Activity
The response must contain every line from the records below that has "keyed".

____________________

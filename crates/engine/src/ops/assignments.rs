use chrono::Utc;
use sea_orm::{
    ActiveValue, DatabaseTransaction, QueryFilter, TransactionTrait, prelude::*,
    sea_query::{Expr, OnConflict},
};
use uuid::Uuid;

use crate::{
    Assignment, AssignmentNotification, AssignmentStatus, Booking, Driver, EngineError, PaySplit,
    ResultEngine, Roster, Vehicle,
    assignments::{self, commission_for},
    bookings, cars, drivers, notify, routes, vehicles,
};

use super::{Engine, with_tx};

/// Status written on conflict: a completed trip keeps its status when a
/// driver is (re-)assigned.
const KEEP_COMPLETED: &str = r#"CASE WHEN "driver_assignments"."status" = 'completed' THEN 'completed' ELSE 'assigned' END"#;

impl Engine {
    /// Assigns (or unassigns, with `driver_id = None`) the driver and vehicle
    /// of a booking and freezes the resulting pay split.
    ///
    /// The assignment row is upserted on `booking_id`, so re-resolving a
    /// booking never creates a second row. The booking's denormalized
    /// driver/vehicle columns are updated in the same transaction.
    ///
    /// When a driver is set, a notification is dispatched after commit. Its
    /// outcome never affects the result.
    pub async fn resolve_assignment(
        &self,
        booking_id: Uuid,
        driver_id: Option<Uuid>,
        vehicle_id: Option<Uuid>,
    ) -> ResultEngine<Assignment> {
        let (assignment, notification) = with_tx!(self, |db_tx| {
            let booking = self.require_booking(&db_tx, booking_id).await?;

            let driver = match driver_id {
                Some(id) => {
                    let driver = drivers::Entity::find_by_id(id)
                        .one(&db_tx)
                        .await?
                        .map(Driver::try_from)
                        .transpose()?;
                    if driver.is_none() {
                        tracing::warn!(
                            %booking_id,
                            driver_id = %id,
                            "driver not found, applying the default commission"
                        );
                    }
                    driver
                }
                None => None,
            };

            let commission =
                driver_id.map(|_| commission_for(driver.as_ref(), self.default_commission));
            let split = PaySplit::compute(booking.total_price, commission)?;

            self.upsert_assignment(&db_tx, booking_id, driver_id, vehicle_id, split)
                .await?;

            bookings::Entity::update_many()
                .col_expr(bookings::Column::DriverId, Expr::value(driver_id))
                .col_expr(bookings::Column::VehicleId, Expr::value(vehicle_id))
                .filter(bookings::Column::Id.eq(booking_id))
                .exec(&db_tx)
                .await?;

            let assignment = assignments::Entity::find()
                .filter(assignments::Column::BookingId.eq(booking_id))
                .one(&db_tx)
                .await?
                .ok_or_else(|| EngineError::KeyNotFound("assignment not exists".to_string()))?;
            let assignment = Assignment::try_from(assignment)?;

            let notification = match &driver {
                Some(driver) => Some(
                    self.assignment_notification(&db_tx, &booking, &assignment, driver)
                        .await?,
                ),
                None => None,
            };

            Ok::<_, EngineError>((assignment, notification))
        })?;

        tracing::info!(
            %booking_id,
            driver_id = ?assignment.driver_id,
            status = assignment.status.as_str(),
            driver_pay = %assignment.driver_pay,
            "assignment resolved"
        );

        if let Some(payload) = notification {
            notify::dispatch(self.notifier.clone(), payload, self.notify_timeout);
        }

        Ok(assignment)
    }

    /// Marks the trip of an assignment as driven.
    ///
    /// Completing an already completed assignment is a no-op.
    pub async fn complete_assignment(&self, assignment_id: Uuid) -> ResultEngine<Assignment> {
        with_tx!(self, |db_tx| {
            let model = assignments::Entity::find_by_id(assignment_id)
                .one(&db_tx)
                .await?
                .ok_or_else(|| EngineError::KeyNotFound("assignment not exists".to_string()))?;
            let mut assignment = Assignment::try_from(model)?;

            let status = assignment.status.complete()?;
            if status != assignment.status {
                let now = Utc::now();
                let active = assignments::ActiveModel {
                    id: ActiveValue::Set(assignment_id),
                    status: ActiveValue::Set(status.as_str().to_string()),
                    updated_at: ActiveValue::Set(now),
                    ..Default::default()
                };
                active.update(&db_tx).await?;
                assignment.status = status;
                assignment.updated_at = now;
            }
            Ok(assignment)
        })
    }

    /// Return the assignment of a booking, if any.
    pub async fn assignment_for_booking(&self, booking_id: Uuid) -> ResultEngine<Option<Assignment>> {
        with_tx!(self, |db_tx| {
            self.require_booking(&db_tx, booking_id).await?;
            let assignment = assignments::Entity::find()
                .filter(assignments::Column::BookingId.eq(booking_id))
                .one(&db_tx)
                .await?
                .map(Assignment::try_from)
                .transpose()?;
            Ok(assignment)
        })
    }

    pub(super) async fn require_booking(
        &self,
        db: &DatabaseTransaction,
        booking_id: Uuid,
    ) -> ResultEngine<Booking> {
        let model = bookings::Entity::find_by_id(booking_id)
            .one(db)
            .await?
            .ok_or_else(|| EngineError::KeyNotFound("booking not exists".to_string()))?;
        Booking::try_from(model)
    }

    async fn upsert_assignment(
        &self,
        db: &DatabaseTransaction,
        booking_id: Uuid,
        driver_id: Option<Uuid>,
        vehicle_id: Option<Uuid>,
        split: PaySplit,
    ) -> ResultEngine<()> {
        let now = Utc::now();
        let status = AssignmentStatus::resolve(None, driver_id.is_some());
        let row = Assignment {
            id: Uuid::new_v4(),
            booking_id,
            driver_id,
            vehicle_id,
            driver_pay: split.driver_pay,
            company_profit: split.company_profit,
            status,
            paid: false,
            paid_at: None,
            created_at: now,
            updated_at: now,
        };

        let mut on_conflict = OnConflict::column(assignments::Column::BookingId);
        on_conflict.update_columns([
            assignments::Column::DriverId,
            assignments::Column::VehicleId,
            assignments::Column::DriverPay,
            assignments::Column::CompanyProfit,
            assignments::Column::UpdatedAt,
        ]);
        if driver_id.is_some() {
            on_conflict.value(assignments::Column::Status, Expr::cust(KEEP_COMPLETED));
        } else {
            on_conflict.update_column(assignments::Column::Status);
        }

        let model: assignments::ActiveModel = (&row).into();
        assignments::Entity::insert(model)
            .on_conflict(on_conflict)
            .exec_without_returning(db)
            .await?;
        Ok(())
    }

    async fn assignment_notification(
        &self,
        db: &DatabaseTransaction,
        booking: &Booking,
        assignment: &Assignment,
        driver: &Driver,
    ) -> ResultEngine<AssignmentNotification> {
        let routes = Roster::keyed(
            routes::Entity::find_by_id(booking.route_code.clone())
                .one(db)
                .await?,
            |route| route.code.clone(),
        );
        let cars = Roster::keyed(
            cars::Entity::find_by_id(booking.car_type_code.clone())
                .one(db)
                .await?,
            |car| car.code.clone(),
        );
        let vehicle = match assignment.vehicle_id {
            Some(id) => vehicles::Entity::find_by_id(id)
                .one(db)
                .await?
                .map(Vehicle::try_from)
                .transpose()?,
            None => None,
        };
        let vehicles = Roster::keyed(vehicle, |vehicle| vehicle.id);

        Ok(AssignmentNotification::build(
            booking, assignment, driver, &routes, &cars, &vehicles,
        ))
    }
}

____________________

Written solution
        let routes = Roster::keyed(
        let cars = Roster::keyed(
        let vehicles = Roster::keyed(vehicle, |vehicle| vehicle.id);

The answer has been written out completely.